Eleven big US food and drink companies have agreed to limit junk food advertising to children under 12. Foods they advertise during children’s TV programmes will have to meet the companies’ own nutrition standards. Some have also agreed to expand their bans to radio, print and the Internet.

They hope their voluntary efforts will prevent federal legislation. This follows changes Kelloggs announced in June to the way it markets food to children after consumer groups threatened legal action.

Critics say that these self-policing pledges don’t go far enough. Advertising guidelines without an industry-wide standard or method of enforcement won’t be enough.
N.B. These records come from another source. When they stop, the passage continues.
//! Explicit retry policy composed around outbound collaborator calls.

use std::future::Future;
use std::time::Duration;

use serde::{Deserialize, Serialize};
use tracing::{error, warn};

use crate::error::GenerationResult;

/// Retry policy for collaborator requests
#[derive(Debug, Clone, PartialEq, Serialize, Deserialize)]
pub struct RetryPolicy {
    /// Maximum number of attempts (including first try)
    #[serde(default = "default_max_attempts")]
    pub max_attempts: u32,

    /// Initial delay between retries in milliseconds
    #[serde(default = "default_initial_delay")]
    pub initial_delay_ms: u64,

    /// Maximum delay between retries in milliseconds
    #[serde(default = "default_max_delay")]
    pub max_delay_ms: u64,

    /// Backoff multiplier (delay *= multiplier after each retry)
    #[serde(default = "default_backoff_multiplier")]
    pub backoff_multiplier: f64,
}

fn default_max_attempts() -> u32 {
    3
}
fn default_initial_delay() -> u64 {
    1000
}
fn default_max_delay() -> u64 {
    10000
}
fn default_backoff_multiplier() -> f64 {
    2.0
}

impl Default for RetryPolicy {
    fn default() -> Self {
        Self {
            max_attempts: default_max_attempts(),
            initial_delay_ms: default_initial_delay(),
            max_delay_ms: default_max_delay(),
            backoff_multiplier: default_backoff_multiplier(),
        }
    }
}

impl RetryPolicy {
    /// Reasoning provider: 3 attempts, 1s doubling up to 10s
    pub fn openai() -> Self {
        Self::default()
    }

    /// Research provider: 5 attempts, 2s doubling up to 15s
    pub fn perplexity() -> Self {
        Self {
            max_attempts: 5,
            initial_delay_ms: 2000,
            max_delay_ms: 15000,
            backoff_multiplier: 2.0,
        }
    }

    /// Single attempt, no waiting
    pub fn none() -> Self {
        Self {
            max_attempts: 1,
            initial_delay_ms: 0,
            max_delay_ms: 0,
            backoff_multiplier: 1.0,
        }
    }

    /// Calculate delay for a specific attempt (1-indexed)
    pub fn delay_for_attempt(&self, attempt: u32) -> Duration {
        if attempt <= 1 {
            return Duration::from_millis(self.initial_delay_ms.min(self.max_delay_ms));
        }

        let delay = self.initial_delay_ms as f64
            * self.backoff_multiplier.powi((attempt - 1) as i32);

        let capped = delay.min(self.max_delay_ms as f64) as u64;
        Duration::from_millis(capped)
    }

    /// Check if we should retry based on attempt count
    pub fn should_retry(&self, attempt: u32) -> bool {
        attempt < self.max_attempts
    }

    /// Run `operation`, re-invoking it while the error is transient and attempts remain
    pub async fn run<T, F, Fut>(&self, label: &str, mut operation: F) -> GenerationResult<T>
    where
        F: FnMut() -> Fut,
        Fut: Future<Output = GenerationResult<T>>,
    {
        let mut attempt = 1;

        loop {
            match operation().await {
                Ok(value) => return Ok(value),
                Err(e) if e.is_transient() && self.should_retry(attempt) => {
                    let delay = self.delay_for_attempt(attempt);
                    warn!(
                        "{} failed (attempt {}/{}): {}; retrying in {:?}",
                        label, attempt, self.max_attempts, e, delay
                    );
                    tokio::time::sleep(delay).await;
                    attempt += 1;
                }
                Err(e) => {
                    error!("{} failed after {} attempt(s): {}", label, attempt, e);
                    return Err(e);
                }
            }
        }
    }
}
And most children watch TV outside specific children’s programmes.

Limiting Ads of Junk Food to Children

“Trying to persuade critics the industry does not need government regulation, 11 big food companies, including McDonald’s, Campbell Soup and PepsiCo, have agreed to stop advertising to children under 12 products that do not meet certain nutritional standards.”

Read more: NY Times, 18 July 2007

CCFC Statement on Major Food Company Marketing Pledges; Latest Indication Self-Regulation has Failed

US lobby group Campaign for a Commercial Free Childhood say they are pleased that the food industry is finally acknowledging the links between food marketing and the childhood obesity epidemic and that their most unhealthy products should not be marketed to children. However, CCFC has major concerns. Because each company has different nutrition and marketing standards, it will be difficult to track adherence to the new rules and there is no mechanism for enforcement. Family programmes aren’t included in the new rules so the most popular programme for 6-11 year olds – American Idol – isn’t covered. And because the new rules are voluntary, companies can drop them if and when they wish.